=== Extracted entries ===
*** Block opens ***
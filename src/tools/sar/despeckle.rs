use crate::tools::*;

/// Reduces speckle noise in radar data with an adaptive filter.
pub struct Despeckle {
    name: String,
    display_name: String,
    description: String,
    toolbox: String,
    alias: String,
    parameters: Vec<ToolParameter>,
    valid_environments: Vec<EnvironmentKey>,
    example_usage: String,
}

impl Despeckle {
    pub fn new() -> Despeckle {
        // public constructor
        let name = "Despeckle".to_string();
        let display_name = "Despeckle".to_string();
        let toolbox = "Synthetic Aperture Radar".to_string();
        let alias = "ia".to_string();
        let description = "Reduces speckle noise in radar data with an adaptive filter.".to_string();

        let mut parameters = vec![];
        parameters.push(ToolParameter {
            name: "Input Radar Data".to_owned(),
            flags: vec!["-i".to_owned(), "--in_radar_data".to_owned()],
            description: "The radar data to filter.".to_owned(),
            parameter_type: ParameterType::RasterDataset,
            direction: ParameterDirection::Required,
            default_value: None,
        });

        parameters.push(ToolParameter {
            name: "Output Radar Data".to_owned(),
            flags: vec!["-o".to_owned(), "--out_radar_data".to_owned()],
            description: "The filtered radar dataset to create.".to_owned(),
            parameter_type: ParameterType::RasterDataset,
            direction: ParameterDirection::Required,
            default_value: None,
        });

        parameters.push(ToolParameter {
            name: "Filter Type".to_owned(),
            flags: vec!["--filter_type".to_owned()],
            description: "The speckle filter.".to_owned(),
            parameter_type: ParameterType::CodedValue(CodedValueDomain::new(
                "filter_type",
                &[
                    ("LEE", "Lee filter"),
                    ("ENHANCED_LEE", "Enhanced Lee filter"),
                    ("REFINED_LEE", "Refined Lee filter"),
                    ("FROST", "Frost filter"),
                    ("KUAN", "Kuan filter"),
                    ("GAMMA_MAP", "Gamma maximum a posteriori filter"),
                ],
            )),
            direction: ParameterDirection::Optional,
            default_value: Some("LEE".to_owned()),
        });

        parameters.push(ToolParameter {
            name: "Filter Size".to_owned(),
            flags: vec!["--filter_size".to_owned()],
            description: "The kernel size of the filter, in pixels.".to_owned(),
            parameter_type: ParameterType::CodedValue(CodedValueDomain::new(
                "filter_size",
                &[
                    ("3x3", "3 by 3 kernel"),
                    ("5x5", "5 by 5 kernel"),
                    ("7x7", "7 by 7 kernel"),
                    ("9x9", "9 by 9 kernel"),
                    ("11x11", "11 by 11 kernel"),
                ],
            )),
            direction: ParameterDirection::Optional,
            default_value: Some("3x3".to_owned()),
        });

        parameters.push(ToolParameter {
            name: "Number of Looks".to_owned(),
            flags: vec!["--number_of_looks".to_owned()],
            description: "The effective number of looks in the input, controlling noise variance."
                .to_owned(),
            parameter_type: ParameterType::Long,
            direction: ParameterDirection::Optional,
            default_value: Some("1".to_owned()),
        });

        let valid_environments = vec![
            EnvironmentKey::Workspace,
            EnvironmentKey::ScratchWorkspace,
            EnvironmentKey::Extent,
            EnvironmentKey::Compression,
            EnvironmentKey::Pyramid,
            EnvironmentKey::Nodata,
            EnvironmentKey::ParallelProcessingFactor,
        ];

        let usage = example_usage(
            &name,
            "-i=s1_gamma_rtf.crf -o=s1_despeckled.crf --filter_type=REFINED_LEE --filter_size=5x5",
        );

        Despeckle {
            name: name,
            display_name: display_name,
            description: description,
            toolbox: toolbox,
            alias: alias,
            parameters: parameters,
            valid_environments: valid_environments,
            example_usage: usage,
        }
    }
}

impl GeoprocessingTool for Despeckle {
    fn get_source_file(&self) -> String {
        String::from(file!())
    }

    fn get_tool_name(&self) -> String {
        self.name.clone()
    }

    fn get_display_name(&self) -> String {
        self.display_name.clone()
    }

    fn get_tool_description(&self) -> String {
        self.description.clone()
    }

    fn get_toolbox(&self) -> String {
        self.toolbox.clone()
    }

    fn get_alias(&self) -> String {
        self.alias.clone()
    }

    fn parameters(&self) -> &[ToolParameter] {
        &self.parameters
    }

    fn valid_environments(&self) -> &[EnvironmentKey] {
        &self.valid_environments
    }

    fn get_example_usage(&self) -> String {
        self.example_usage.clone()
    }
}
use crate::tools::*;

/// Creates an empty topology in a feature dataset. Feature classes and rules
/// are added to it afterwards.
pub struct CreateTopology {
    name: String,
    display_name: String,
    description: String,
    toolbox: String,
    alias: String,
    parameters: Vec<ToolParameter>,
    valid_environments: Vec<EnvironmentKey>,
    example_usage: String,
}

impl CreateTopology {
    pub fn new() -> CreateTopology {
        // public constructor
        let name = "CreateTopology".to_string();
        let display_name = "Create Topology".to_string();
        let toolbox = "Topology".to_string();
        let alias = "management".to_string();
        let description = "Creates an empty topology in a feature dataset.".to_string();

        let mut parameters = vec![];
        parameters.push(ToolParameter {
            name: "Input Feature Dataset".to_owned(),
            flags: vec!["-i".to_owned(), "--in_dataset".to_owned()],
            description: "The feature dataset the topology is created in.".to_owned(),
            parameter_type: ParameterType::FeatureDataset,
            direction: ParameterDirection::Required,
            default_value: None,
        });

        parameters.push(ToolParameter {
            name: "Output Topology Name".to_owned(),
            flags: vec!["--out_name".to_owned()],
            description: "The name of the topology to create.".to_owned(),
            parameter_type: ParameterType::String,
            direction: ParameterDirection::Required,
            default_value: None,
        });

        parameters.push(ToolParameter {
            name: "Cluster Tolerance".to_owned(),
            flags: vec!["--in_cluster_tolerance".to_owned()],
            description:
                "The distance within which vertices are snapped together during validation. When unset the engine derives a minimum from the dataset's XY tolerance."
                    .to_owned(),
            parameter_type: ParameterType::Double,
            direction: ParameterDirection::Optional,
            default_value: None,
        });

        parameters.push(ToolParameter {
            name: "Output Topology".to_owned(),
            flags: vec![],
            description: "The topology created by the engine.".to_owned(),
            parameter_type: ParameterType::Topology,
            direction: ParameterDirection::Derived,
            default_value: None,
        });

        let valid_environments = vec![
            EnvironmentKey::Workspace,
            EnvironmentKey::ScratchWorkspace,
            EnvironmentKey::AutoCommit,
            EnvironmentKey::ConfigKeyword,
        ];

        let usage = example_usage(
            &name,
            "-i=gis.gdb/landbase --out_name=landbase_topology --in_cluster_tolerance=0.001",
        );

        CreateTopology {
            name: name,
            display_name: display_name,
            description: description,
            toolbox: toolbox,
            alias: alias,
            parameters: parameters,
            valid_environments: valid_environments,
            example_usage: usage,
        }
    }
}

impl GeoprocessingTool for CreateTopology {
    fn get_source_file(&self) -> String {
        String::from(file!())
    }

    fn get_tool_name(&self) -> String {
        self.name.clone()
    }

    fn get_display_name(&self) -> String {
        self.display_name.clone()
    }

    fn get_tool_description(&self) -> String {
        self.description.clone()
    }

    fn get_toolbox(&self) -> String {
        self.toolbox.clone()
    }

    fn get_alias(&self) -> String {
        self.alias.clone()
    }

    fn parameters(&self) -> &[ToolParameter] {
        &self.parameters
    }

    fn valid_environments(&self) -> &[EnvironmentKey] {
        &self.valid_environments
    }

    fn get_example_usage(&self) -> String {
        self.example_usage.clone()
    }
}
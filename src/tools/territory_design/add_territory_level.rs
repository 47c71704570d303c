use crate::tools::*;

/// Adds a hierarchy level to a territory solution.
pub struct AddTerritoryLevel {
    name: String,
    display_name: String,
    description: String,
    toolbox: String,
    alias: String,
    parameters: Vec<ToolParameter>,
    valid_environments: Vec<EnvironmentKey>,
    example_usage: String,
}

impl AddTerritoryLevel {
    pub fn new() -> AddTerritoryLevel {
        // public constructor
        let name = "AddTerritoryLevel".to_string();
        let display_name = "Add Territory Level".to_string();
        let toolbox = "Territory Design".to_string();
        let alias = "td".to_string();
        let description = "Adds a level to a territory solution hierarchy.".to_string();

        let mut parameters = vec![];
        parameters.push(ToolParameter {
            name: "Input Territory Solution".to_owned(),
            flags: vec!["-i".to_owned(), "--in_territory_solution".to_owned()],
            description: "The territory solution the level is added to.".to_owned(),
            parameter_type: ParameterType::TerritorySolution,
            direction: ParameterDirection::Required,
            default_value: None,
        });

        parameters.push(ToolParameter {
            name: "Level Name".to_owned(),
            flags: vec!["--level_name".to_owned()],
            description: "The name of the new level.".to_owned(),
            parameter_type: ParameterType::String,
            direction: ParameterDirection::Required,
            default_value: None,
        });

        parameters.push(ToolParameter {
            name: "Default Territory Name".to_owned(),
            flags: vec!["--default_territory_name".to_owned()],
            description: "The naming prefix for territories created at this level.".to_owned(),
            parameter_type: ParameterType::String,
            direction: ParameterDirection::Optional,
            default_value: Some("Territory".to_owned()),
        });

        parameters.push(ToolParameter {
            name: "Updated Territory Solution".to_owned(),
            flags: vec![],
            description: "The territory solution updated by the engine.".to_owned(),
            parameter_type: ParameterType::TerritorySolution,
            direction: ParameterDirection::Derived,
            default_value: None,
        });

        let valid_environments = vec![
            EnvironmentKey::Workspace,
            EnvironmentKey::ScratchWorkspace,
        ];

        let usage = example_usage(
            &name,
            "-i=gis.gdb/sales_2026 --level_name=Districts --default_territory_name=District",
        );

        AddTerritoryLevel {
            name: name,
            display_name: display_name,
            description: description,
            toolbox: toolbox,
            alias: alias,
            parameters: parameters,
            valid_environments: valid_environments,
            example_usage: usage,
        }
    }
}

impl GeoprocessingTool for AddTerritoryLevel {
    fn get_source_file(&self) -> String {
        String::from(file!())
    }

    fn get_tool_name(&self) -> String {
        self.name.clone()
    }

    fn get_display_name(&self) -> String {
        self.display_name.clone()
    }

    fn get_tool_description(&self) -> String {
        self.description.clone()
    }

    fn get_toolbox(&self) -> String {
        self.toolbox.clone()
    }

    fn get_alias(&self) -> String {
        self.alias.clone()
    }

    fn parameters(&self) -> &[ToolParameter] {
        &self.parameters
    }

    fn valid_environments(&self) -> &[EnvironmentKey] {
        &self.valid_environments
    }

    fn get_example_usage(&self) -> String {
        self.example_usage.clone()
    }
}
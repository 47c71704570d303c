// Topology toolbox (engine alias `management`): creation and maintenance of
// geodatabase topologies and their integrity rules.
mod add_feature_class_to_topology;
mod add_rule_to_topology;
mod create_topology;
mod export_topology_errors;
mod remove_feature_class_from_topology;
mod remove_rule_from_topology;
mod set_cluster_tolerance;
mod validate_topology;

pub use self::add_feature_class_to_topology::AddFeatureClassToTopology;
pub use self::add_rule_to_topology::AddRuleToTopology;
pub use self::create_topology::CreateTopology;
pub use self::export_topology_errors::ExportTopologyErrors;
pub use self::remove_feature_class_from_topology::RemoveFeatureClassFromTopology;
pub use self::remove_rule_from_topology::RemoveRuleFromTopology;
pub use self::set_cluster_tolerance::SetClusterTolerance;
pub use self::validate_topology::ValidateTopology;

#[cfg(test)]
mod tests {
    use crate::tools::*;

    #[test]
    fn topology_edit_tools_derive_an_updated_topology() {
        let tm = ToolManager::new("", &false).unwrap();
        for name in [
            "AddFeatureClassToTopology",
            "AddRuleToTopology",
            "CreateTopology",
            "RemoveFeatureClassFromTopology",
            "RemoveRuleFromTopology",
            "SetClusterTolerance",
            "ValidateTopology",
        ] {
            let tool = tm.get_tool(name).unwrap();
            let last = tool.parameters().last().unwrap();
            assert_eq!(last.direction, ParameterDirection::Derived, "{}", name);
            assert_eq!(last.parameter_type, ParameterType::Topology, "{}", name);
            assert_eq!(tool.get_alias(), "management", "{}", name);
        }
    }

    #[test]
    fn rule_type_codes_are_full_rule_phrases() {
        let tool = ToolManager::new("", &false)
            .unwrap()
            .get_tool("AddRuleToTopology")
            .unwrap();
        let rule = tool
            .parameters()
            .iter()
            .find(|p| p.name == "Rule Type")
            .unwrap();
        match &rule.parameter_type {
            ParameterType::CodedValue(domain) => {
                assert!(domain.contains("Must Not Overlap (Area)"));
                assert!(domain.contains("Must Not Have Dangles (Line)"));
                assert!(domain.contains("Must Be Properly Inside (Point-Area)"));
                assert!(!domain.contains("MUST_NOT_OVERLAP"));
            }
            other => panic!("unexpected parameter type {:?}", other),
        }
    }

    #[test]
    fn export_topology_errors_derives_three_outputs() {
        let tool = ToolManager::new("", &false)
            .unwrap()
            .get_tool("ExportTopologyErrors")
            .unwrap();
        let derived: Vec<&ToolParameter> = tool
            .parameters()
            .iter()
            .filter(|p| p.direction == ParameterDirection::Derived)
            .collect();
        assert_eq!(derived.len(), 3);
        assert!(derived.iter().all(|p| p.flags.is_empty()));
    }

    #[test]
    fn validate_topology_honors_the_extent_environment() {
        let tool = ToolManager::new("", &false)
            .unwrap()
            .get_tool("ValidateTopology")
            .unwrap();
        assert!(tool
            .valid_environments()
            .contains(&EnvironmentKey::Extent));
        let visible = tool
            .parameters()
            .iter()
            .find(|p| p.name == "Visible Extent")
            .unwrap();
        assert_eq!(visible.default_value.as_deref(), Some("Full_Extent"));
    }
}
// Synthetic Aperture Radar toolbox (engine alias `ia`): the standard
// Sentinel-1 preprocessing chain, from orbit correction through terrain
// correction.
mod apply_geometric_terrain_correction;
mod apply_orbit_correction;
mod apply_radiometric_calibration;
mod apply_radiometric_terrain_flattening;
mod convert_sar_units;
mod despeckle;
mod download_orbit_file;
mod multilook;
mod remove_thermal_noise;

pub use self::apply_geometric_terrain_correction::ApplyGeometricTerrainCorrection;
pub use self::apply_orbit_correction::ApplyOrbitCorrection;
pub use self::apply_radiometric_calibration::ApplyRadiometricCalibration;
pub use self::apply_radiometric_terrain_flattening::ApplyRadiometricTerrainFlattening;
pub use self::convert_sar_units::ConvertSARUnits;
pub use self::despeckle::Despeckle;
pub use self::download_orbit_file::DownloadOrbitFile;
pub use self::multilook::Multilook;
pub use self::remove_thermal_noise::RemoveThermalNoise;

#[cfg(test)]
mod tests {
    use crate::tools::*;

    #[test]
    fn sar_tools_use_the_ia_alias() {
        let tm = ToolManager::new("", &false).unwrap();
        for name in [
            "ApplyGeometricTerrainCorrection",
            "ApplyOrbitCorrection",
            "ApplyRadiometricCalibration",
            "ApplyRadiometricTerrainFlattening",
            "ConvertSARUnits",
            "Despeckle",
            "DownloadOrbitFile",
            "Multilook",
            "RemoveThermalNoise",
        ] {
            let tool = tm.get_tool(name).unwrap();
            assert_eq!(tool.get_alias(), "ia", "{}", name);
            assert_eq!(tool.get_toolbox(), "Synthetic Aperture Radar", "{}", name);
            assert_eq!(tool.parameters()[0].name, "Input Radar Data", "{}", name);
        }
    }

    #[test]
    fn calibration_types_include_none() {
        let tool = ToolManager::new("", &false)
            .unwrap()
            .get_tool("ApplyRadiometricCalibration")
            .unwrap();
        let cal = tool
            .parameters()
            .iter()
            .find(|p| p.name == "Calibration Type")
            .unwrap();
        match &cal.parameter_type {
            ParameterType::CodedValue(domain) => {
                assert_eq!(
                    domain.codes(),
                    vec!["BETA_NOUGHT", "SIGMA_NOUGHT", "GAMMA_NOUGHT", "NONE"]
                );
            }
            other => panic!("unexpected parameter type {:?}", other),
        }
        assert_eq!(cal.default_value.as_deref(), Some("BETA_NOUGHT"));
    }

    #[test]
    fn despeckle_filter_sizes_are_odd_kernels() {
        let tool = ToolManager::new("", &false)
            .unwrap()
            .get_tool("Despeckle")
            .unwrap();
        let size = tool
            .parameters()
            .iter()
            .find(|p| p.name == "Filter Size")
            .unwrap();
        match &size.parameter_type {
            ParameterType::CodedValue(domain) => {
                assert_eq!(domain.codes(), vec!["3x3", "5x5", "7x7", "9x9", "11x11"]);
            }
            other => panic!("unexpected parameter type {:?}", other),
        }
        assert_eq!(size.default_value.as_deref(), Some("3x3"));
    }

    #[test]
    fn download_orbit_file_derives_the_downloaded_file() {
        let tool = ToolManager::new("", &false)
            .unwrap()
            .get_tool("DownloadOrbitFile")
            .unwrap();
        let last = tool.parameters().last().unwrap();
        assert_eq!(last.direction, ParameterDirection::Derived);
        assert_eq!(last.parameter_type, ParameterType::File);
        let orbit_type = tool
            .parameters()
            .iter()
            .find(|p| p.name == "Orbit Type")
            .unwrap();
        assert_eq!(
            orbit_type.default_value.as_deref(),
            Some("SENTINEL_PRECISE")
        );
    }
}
*** Block closes ***
=== Task statement ===
Filter the entries and keep only the lines holding "engine".

=== Answer to this task ===
                "The distance within which vertices are snapped together during validation. When unset the engine derives a minimum from the dataset's XY tolerance."
            description: "The topology created by the engine.".to_owned(),
            description: "The territory solution updated by the engine.".to_owned(),
// Topology toolbox (engine alias `management`): creation and maintenance of
// Synthetic Aperture Radar toolbox (engine alias `ia`): the standard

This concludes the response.